Sunday, August 17, 2008

What is this all about, anyway?

The coding of diagnoses by the health care system initially supported the goals of education and quality improvement (Dr. Slee, whom we mentioned in yesterday's post, was an early pioneer in health care quality improvement efforts).

However, in 1983 the government stepped in and changed that situation radically. It implemented a prospective payment system within the Medicare program. This system uses diagnosis-related groups (for hospital billing), which in turn are based on ICD-9-CM codes (at least for now).

Thus, all health care providers (physicians, hospitals, etc.) who accepted Medicare as payment for services (nearly all of them) were thus required to submit ICD-9-CM codes for the diagnoses that were relevant to a patient visit or hospital stay. If they wanted to get paid, that is.

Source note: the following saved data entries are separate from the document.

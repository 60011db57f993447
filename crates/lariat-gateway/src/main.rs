use std::sync::Arc;
use std::time::Duration;

use clap::Parser;
use lariat_gateway::{App, AppState};
use lariat_storage::SqliteStore;
use tracing::{info, warn};
use tracing_subscriber::EnvFilter;

#[derive(Parser, Debug)]
#[command(name = "gateway", about = "lariat URL shortener HTTP gateway")]
struct Cli {
    /// Address to listen on.
    #[arg(long, env = "LARIAT_LISTEN_ADDR", default_value = "127.0.0.1:4001")]
    listen_addr: String,

    /// SQLite database URL.
    #[arg(long, env = "DATABASE_URL", default_value = "sqlite:server.db")]
    database_url: String,

    /// Public base URL used when rendering full short links.
    #[arg(long, env = "LARIAT_BASE_URL", default_value = "http://127.0.0.1:4001")]
    base_url: String,

    /// Seconds between sweeps of expired links. Must be at least 1:
    /// `tokio::time::interval` panics on a zero period.
    #[arg(
        long,
        env = "LARIAT_SWEEP_INTERVAL_SECS",
        default_value_t = 3600,
        value_parser = clap::value_parser!(u64).range(1..)
    )]
    sweep_interval_secs: u64,
}

#[tokio::main]
async fn main() -> anyhow::Result<()> {
    let cli = Cli::parse();

    tracing_subscriber::fmt()
        .with_env_filter(EnvFilter::try_from_default_env().unwrap_or_else(|_| EnvFilter::new("info")))
        .init();

    let store = SqliteStore::connect(&cli.database_url).await?;
    // Schema init failures are fatal: the gateway must not serve traffic
    // against tables it could not create.
    store.init_schema().await?;
    info!(database_url = %cli.database_url, "store initialized");

    let state = AppState::new(Arc::new(store), cli.base_url);

    // Background sweep of expired links. Best effort, never blocks the
    // request path.
    let sweeper = state.links.clone();
    tokio::spawn(async move {
        let mut ticker = tokio::time::interval(Duration::from_secs(cli.sweep_interval_secs));
        loop {
            ticker.tick().await;
            if let Err(err) = sweeper.sweep().await {
                warn!(error = %err, "sweep failed");
            }
        }
    });

    let listener = tokio::net::TcpListener::bind(&cli.listen_addr).await?;
    info!(listen_addr = %listener.local_addr()?, "starting gateway server");
    axum::serve(listener, App::router(state)).await?;

    Ok(())
}

#[cfg(test)]
mod tests {
    use super::*;

    #[test]
    fn sweep_interval_must_be_positive() {
        assert!(Cli::try_parse_from(["gateway", "--sweep-interval-secs", "0"]).is_err());
        let cli = Cli::try_parse_from(["gateway", "--sweep-interval-secs", "1"]).unwrap();
        assert_eq!(cli.sweep_interval_secs, 1);
    }
}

Thus, beginning in 1983 ICD-9-CM took on the role of supporting billing, or "administrative" purposes (a euphemism for billing and payment) at the national level.

Because most health insurance companies mimic the programs and projects of Medicare, most of them followed suit. Thus, providers were required to submit ICD-9-CM codes to all third-party payers, not just Medicare.

The net result is that a change in the system for coding diagnoses has huge ramifications that impact nearly every physician, hospital, nursing home, and so on in the United States. And patient. How your diagnoses are encoded affect you, too.

In future posts, we will look at studies of the costs of changing the diagnosis coding system. We will also look at uses of "administrative" data that were never imagined prior to the implementation of DRGs in Medicare. We'll explain how diagnosis coding affects you. And we'll spell out the dysfunction current in the system, and why ICD-10-CM will not address most of it.